--- Stored data ---
^^^^^^^^

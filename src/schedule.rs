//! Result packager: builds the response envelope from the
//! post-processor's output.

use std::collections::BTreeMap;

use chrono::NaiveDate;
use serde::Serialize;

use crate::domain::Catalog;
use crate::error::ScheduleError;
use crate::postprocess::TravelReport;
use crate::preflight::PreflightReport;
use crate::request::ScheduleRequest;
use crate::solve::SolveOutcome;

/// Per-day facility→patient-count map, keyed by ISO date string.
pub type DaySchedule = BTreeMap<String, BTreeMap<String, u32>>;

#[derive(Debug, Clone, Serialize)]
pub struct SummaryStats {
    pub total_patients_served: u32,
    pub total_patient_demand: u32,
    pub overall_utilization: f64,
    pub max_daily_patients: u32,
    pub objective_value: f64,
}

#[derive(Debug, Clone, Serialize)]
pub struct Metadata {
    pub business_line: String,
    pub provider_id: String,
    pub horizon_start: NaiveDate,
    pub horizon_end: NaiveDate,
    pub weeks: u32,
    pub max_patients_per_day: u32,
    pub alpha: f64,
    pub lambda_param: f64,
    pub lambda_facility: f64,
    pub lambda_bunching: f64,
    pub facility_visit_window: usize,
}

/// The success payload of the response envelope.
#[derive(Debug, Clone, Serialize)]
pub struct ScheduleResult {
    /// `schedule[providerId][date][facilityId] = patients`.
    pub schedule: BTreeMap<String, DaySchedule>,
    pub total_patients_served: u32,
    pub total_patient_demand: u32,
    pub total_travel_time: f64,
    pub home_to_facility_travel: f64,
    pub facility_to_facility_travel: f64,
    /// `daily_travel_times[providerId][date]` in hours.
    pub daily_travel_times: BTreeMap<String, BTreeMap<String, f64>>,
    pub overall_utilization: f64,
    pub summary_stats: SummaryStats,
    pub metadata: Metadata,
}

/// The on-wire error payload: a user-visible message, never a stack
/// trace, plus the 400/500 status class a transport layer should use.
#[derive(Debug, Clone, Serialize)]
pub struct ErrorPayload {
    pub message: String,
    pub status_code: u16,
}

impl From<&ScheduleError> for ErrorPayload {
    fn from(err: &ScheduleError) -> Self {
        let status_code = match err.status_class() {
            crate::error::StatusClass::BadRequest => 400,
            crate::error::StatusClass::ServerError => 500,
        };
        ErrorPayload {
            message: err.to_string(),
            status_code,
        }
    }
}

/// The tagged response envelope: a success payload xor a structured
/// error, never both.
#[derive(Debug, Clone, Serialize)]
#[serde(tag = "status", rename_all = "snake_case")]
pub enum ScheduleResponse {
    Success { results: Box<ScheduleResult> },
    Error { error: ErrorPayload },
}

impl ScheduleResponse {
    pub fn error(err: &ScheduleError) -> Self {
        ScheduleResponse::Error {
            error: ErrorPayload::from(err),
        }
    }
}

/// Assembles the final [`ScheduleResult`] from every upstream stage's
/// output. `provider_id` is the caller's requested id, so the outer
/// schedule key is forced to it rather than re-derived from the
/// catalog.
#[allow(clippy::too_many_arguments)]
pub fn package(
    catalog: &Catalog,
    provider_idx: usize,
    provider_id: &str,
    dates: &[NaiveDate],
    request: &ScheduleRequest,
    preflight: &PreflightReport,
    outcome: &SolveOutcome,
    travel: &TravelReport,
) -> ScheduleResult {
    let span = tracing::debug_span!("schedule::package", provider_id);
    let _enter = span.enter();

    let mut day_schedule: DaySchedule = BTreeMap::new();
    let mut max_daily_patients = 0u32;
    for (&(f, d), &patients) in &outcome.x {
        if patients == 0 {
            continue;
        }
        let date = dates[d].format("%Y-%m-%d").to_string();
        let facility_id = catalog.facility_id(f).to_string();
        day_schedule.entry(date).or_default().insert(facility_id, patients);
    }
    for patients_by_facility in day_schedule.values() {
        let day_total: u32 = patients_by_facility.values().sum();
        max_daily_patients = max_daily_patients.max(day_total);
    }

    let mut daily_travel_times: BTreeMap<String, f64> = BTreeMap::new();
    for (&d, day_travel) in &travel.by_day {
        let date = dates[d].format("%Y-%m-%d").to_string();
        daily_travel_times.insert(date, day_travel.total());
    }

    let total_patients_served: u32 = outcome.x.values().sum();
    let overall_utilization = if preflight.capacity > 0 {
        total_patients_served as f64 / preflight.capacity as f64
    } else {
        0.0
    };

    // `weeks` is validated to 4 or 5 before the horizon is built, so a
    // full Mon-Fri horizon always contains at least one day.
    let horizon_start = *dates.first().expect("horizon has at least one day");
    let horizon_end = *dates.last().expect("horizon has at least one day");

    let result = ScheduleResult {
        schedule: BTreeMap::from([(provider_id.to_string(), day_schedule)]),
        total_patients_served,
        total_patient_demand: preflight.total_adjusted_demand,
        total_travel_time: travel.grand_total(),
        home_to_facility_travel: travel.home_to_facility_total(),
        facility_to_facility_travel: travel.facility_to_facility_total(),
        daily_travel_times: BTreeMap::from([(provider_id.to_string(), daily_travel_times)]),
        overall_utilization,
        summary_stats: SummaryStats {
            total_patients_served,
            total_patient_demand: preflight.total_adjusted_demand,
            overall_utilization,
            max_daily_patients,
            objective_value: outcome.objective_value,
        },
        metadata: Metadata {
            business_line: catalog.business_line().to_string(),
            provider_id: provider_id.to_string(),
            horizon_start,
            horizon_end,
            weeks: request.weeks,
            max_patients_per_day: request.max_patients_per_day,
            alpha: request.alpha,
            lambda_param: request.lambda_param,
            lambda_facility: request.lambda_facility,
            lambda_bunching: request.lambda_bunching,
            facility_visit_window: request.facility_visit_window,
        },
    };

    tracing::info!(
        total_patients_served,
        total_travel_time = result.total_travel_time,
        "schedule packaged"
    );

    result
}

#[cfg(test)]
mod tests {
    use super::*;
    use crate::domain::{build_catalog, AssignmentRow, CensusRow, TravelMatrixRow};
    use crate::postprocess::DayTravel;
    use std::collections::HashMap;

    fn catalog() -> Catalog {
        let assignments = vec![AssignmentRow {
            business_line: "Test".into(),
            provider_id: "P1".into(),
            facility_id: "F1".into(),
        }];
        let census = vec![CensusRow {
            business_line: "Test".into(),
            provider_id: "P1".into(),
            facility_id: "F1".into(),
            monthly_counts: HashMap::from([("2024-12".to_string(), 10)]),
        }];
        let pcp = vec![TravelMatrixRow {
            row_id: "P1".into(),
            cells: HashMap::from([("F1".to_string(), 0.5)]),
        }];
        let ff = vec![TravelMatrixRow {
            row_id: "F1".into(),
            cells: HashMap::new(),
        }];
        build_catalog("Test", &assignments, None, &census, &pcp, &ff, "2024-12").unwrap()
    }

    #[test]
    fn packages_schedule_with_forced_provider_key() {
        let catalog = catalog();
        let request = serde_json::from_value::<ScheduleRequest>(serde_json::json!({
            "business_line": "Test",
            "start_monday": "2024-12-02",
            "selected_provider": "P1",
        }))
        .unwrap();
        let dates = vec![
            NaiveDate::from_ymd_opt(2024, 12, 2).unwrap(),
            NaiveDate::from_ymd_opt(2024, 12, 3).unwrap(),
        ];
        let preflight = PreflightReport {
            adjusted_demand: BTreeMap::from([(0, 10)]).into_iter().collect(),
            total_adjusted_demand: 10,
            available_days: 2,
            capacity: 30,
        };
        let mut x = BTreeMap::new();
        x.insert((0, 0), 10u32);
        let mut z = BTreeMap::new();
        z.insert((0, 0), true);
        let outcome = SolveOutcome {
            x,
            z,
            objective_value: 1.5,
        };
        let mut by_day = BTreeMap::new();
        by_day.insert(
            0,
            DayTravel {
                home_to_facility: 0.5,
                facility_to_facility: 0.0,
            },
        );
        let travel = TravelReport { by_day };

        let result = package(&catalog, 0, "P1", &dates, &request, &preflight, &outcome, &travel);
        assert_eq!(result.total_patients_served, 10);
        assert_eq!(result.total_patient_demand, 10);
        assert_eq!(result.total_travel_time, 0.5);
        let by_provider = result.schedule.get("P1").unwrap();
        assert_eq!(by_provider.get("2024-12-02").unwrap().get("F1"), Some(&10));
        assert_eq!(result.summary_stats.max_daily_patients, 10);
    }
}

^^^^^^^^

--- TASK ---
Among the lines above, find those holding the word "usize" and state how many there are, number only.

--- RESULT OF THIS EXERCISE ---
2